**Task description**
Go over the data and copy out each line with "whatever" in it.

(Saved entries)
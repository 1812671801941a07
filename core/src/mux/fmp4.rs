//! Fragmented MP4 muxer adapter.
//!
//! The box layout itself (`moov`/`moof`/`mdat`) is an external collaborator
//! ([`Fmp4Writer`]); what lives here is segment-boundary timing (≥ 50ms
//! elapsed or a keyframe, whichever comes first) and caching
//! the init segment so every new reader gets it ahead of live segments,
//! regardless of what the ring's GOP retention window currently holds.

use std::sync::{Arc, Mutex};
use std::time::{Duration, Instant};

use bytes::Bytes;

use crate::error::Error;
use crate::frame::Frame;
use crate::ring::{FlushUnit, Reader, Ring};
use crate::sink::{MediaSink, TrackGate, TrackMeta};

/// Minimum time between media segment flushes, absent an intervening
/// keyframe.
const SEGMENT_INTERVAL: Duration = Duration::from_millis(50);

/// External fMP4 box writer. `write_sample` buffers; `save_segment`
/// finalizes whatever is buffered into one `moof`+`mdat` fragment.
pub trait Fmp4Writer: Send {
    fn write_init_segment(&mut self) -> Result<Bytes, Error>;
    fn write_sample(&mut self, frame: &Frame) -> Result<(), Error>;
    fn save_segment(&mut self) -> Result<Bytes, Error>;
}

pub struct Fmp4Muxer {
    gate: TrackGate,
    demand: bool,
    writer: Box<dyn Fmp4Writer>,
    init_segment: Arc<Mutex<Option<Bytes>>>,
    ring: Arc<Ring<Bytes>>,
    last_flush: Option<Instant>,
    pending_has_keyframe: bool,
    pending_empty: bool,
}

impl Fmp4Muxer {
    pub fn new(ring_capacity: usize, demand: bool, writer: Box<dyn Fmp4Writer>) -> Self {
        Fmp4Muxer {
            gate: TrackGate::new(),
            demand,
            writer,
            init_segment: Arc::new(Mutex::new(None)),
            ring: Arc::new(Ring::new(ring_capacity)),
            last_flush: None,
            pending_has_keyframe: false,
            pending_empty: true,
        }
    }

    pub fn ring(&self) -> Arc<Ring<Bytes>> {
        self.ring.clone()
    }

    pub fn is_enabled(&self) -> bool {
        !self.demand || self.ring.reader_count() > 0
    }

    /// Attaches a reader that is handed the cached init segment (if any)
    /// ahead of whatever the ring's own GOP-retention seed provides.
    pub fn attach(&self, on_detach: impl FnOnce() + Send + 'static) -> Fmp4Reader {
        Fmp4Reader {
            init: self.init_segment.lock().unwrap().clone(),
            inner: self.ring.attach(on_detach),
        }
    }

    fn flush_pending(&mut self) {
        if self.pending_empty {
            return;
        }
        if let Ok(segment) = self.writer.save_segment() {
            self.ring.push(FlushUnit { packets: vec![segment], is_key: self.pending_has_keyframe });
        }
        self.pending_empty = true;
        self.pending_has_keyframe = false;
        self.last_flush = Some(Instant::now());
    }
}

/// Reader for an fMP4 ring: yields the cached init segment exactly once,
/// then defers to the underlying [`Reader`].
pub struct Fmp4Reader {
    init: Option<Bytes>,
    inner: Reader<Bytes>,
}

impl Fmp4Reader {
    pub async fn next(&mut self) -> Result<Arc<FlushUnit<Bytes>>, crate::error::RingError> {
        if let Some(init) = self.init.take() {
            return Ok(Arc::new(FlushUnit { packets: vec![init], is_key: true }));
        }
        self.inner.next().await
    }
}

impl MediaSink for Fmp4Muxer {
    fn add_track(&mut self, _track: &TrackMeta) -> Result<(), Error> {
        self.gate.observe_add()
    }

    fn add_track_completed(&mut self) {
        self.gate.complete();
    }

    fn input_frame(&mut self, frame: &Frame) -> Result<(), Error> {
        if self.init_segment.lock().unwrap().is_none() {
            let init = self.writer.write_init_segment()?;
            *self.init_segment.lock().unwrap() = Some(init);
        }

        let elapsed_enough = self.last_flush.map(|t| t.elapsed() >= SEGMENT_INTERVAL).unwrap_or(false);
        let is_key = frame.codec.is_video() && frame.key_frame;
        if !self.pending_empty && (elapsed_enough || is_key) {
            self.flush_pending();
        }

        self.writer.write_sample(frame)?;
        self.pending_empty = false;
        if is_key {
            self.pending_has_keyframe = true;
        }
        if self.last_flush.is_none() {
            self.last_flush = Some(Instant::now());
        }
        Ok(())
    }

    fn reset_tracks(&mut self) {
        *self.init_segment.lock().unwrap() = None;
        self.pending_empty = true;
        self.pending_has_keyframe = false;
        self.last_flush = None;
    }
}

**Exercise response**
/// finalizes whatever is buffered into one `moof`+`mdat` fragment.
    /// ahead of whatever the ring's own GOP-retention seed provides.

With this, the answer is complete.